[Stored items]
_ _ _ _ _

// Copyright (C) Parity Technologies (UK) Ltd.
// This file is part of Parity Bridges Common.

// Parity Bridges Common is free software: you can redistribute it and/or modify
// it under the terms of the GNU General Public License as published by
// the Free Software Foundation, either version 3 of the License, or
// (at your option) any later version.

// Parity Bridges Common is distributed in the hope that it will be useful,
// but WITHOUT ANY WARRANTY; without even the implied warranty of
// MERCHANTABILITY or FITNESS FOR A PARTICULAR PURPOSE.  See the
// GNU General Public License for more details.

// You should have received a copy of the GNU General Public License
// along with Parity Bridges Common.  If not, see <http://www.gnu.org/licenses/>.

//! Chains known to the dry-run orchestrator.

use crate::location::ParaId;

use serde::{Deserialize, Serialize};
use strum::{Display, EnumIter, EnumString, IntoEnumIterator, VariantNames};

/// Identifier of the Asset Hub system parachain.
pub const ASSET_HUB_PARA_ID: ParaId = 1000;
/// Identifier of the Collectives system parachain.
pub const COLLECTIVES_PARA_ID: ParaId = 1001;
/// Identifier of the Bridge Hub system parachain.
pub const BRIDGE_HUB_PARA_ID: ParaId = 1002;
/// Identifier of the People system parachain.
pub const PEOPLE_PARA_ID: ParaId = 1004;
/// Identifier of the Coretime system parachain.
pub const CORETIME_PARA_ID: ParaId = 1005;

/// Relay chain network, with all its system parachains.
#[derive(
	Clone,
	Copy,
	Debug,
	PartialEq,
	Eq,
	Hash,
	PartialOrd,
	Ord,
	Serialize,
	Deserialize,
	EnumString,
	Display,
	EnumIter,
	VariantNames,
)]
#[serde(rename_all = "camelCase")]
#[strum(serialize_all = "camelCase")]
pub enum Network {
	/// Polkadot network.
	Polkadot,
	/// Kusama network.
	Kusama,
	/// Westend test network.
	Westend,
}

impl Network {
	/// Relay chain of the network.
	pub fn relay_chain(&self) -> Chain {
		match self {
			Network::Polkadot => Chain::Polkadot,
			Network::Kusama => Chain::Kusama,
			Network::Westend => Chain::Westend,
		}
	}

	/// All chains of the network, relay chain first.
	pub fn chains(&self) -> impl Iterator<Item = Chain> + '_ {
		Chain::iter().filter(move |chain| chain.network() == *self)
	}

	/// System parachains of the network.
	pub fn parachains(&self) -> impl Iterator<Item = Chain> + '_ {
		self.chains().filter(|chain| !chain.is_relay())
	}
}

/// A chain that may be dry-run.
///
/// Names are the camelCase identifiers (`westendAssetHub`), both in serialized form and in
/// command line arguments.
#[derive(
	Clone,
	Copy,
	Debug,
	PartialEq,
	Eq,
	Hash,
	PartialOrd,
	Ord,
	Serialize,
	Deserialize,
	EnumString,
	Display,
	EnumIter,
	VariantNames,
)]
#[serde(rename_all = "camelCase")]
#[strum(serialize_all = "camelCase")]
pub enum Chain {
	/// Polkadot relay chain.
	Polkadot,
	/// Polkadot Asset Hub.
	PolkadotAssetHub,
	/// Polkadot Collectives.
	PolkadotCollectives,
	/// Polkadot Bridge Hub.
	PolkadotBridgeHub,
	/// Polkadot People.
	PolkadotPeople,
	/// Polkadot Coretime.
	PolkadotCoretime,
	/// Kusama relay chain.
	Kusama,
	/// Kusama Asset Hub.
	KusamaAssetHub,
	/// Kusama Bridge Hub.
	KusamaBridgeHub,
	/// Kusama People.
	KusamaPeople,
	/// Kusama Coretime.
	KusamaCoretime,
	/// Westend relay chain.
	Westend,
	/// Westend Asset Hub.
	WestendAssetHub,
	/// Westend Collectives.
	WestendCollectives,
	/// Westend Bridge Hub.
	WestendBridgeHub,
	/// Westend People.
	WestendPeople,
	/// Westend Coretime.
	WestendCoretime,
}

impl Chain {
	/// Network this chain belongs to.
	pub fn network(&self) -> Network {
		match self {
			Chain::Polkadot |
			Chain::PolkadotAssetHub |
			Chain::PolkadotCollectives |
			Chain::PolkadotBridgeHub |
			Chain::PolkadotPeople |
			Chain::PolkadotCoretime => Network::Polkadot,
			Chain::Kusama |
			Chain::KusamaAssetHub |
			Chain::KusamaBridgeHub |
			Chain::KusamaPeople |
			Chain::KusamaCoretime => Network::Kusama,
			Chain::Westend |
			Chain::WestendAssetHub |
			Chain::WestendCollectives |
			Chain::WestendBridgeHub |
			Chain::WestendPeople |
			Chain::WestendCoretime => Network::Westend,
		}
	}

	/// Parachain identifier, `None` for relay chains.
	pub fn para_id(&self) -> Option<ParaId> {
		match self {
			Chain::Polkadot | Chain::Kusama | Chain::Westend => None,
			Chain::PolkadotAssetHub | Chain::KusamaAssetHub | Chain::WestendAssetHub =>
				Some(ASSET_HUB_PARA_ID),
			Chain::PolkadotCollectives | Chain::WestendCollectives => Some(COLLECTIVES_PARA_ID),
			Chain::PolkadotBridgeHub | Chain::KusamaBridgeHub | Chain::WestendBridgeHub =>
				Some(BRIDGE_HUB_PARA_ID),
			Chain::PolkadotPeople | Chain::KusamaPeople | Chain::WestendPeople =>
				Some(PEOPLE_PARA_ID),
			Chain::PolkadotCoretime | Chain::KusamaCoretime | Chain::WestendCoretime =>
				Some(CORETIME_PARA_ID),
		}
	}

	/// Returns `true` for relay chains.
	pub fn is_relay(&self) -> bool {
		self.para_id().is_none()
	}

	/// Relay chain of this chain (the chain itself for relay chains).
	pub fn relay(&self) -> Chain {
		self.network().relay_chain()
	}

	/// Find the parachain with given identifier in the network.
	pub fn parachain(network: Network, para_id: ParaId) -> Option<Chain> {
		network.parachains().find(|chain| chain.para_id() == Some(para_id))
	}

	/// Name of the XCM pallet, as it appears in the runtime event log of the chain.
	pub fn xcm_pallet_name(&self) -> &'static str {
		if self.is_relay() {
			"XcmPallet"
		} else {
			"PolkadotXcm"
		}
	}

	/// Returns `true` if the chain runtime has the OpenGov custom origins.
	pub fn accepts_governance_origins(&self) -> bool {
		self.is_relay()
	}
}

_ _ _ _ _

### GOAL OF THE EXERCISE
Return, with no change at all, every line in the entries above from the line containing "pub fn para_id(&self)" through the line containing "Chain::PolkadotPeople | Chain::KusamaPeople".

### ANSWER FOR THE TASK
	pub fn para_id(&self) -> Option<ParaId> {
		match self {
			Chain::Polkadot | Chain::Kusama | Chain::Westend => None,
			Chain::PolkadotAssetHub | Chain::KusamaAssetHub | Chain::WestendAssetHub =>
				Some(ASSET_HUB_PARA_ID),
			Chain::PolkadotCollectives | Chain::WestendCollectives => Some(COLLECTIVES_PARA_ID),
			Chain::PolkadotBridgeHub | Chain::KusamaBridgeHub | Chain::WestendBridgeHub =>
				Some(BRIDGE_HUB_PARA_ID),
			Chain::PolkadotPeople | Chain::KusamaPeople | Chain::WestendPeople =>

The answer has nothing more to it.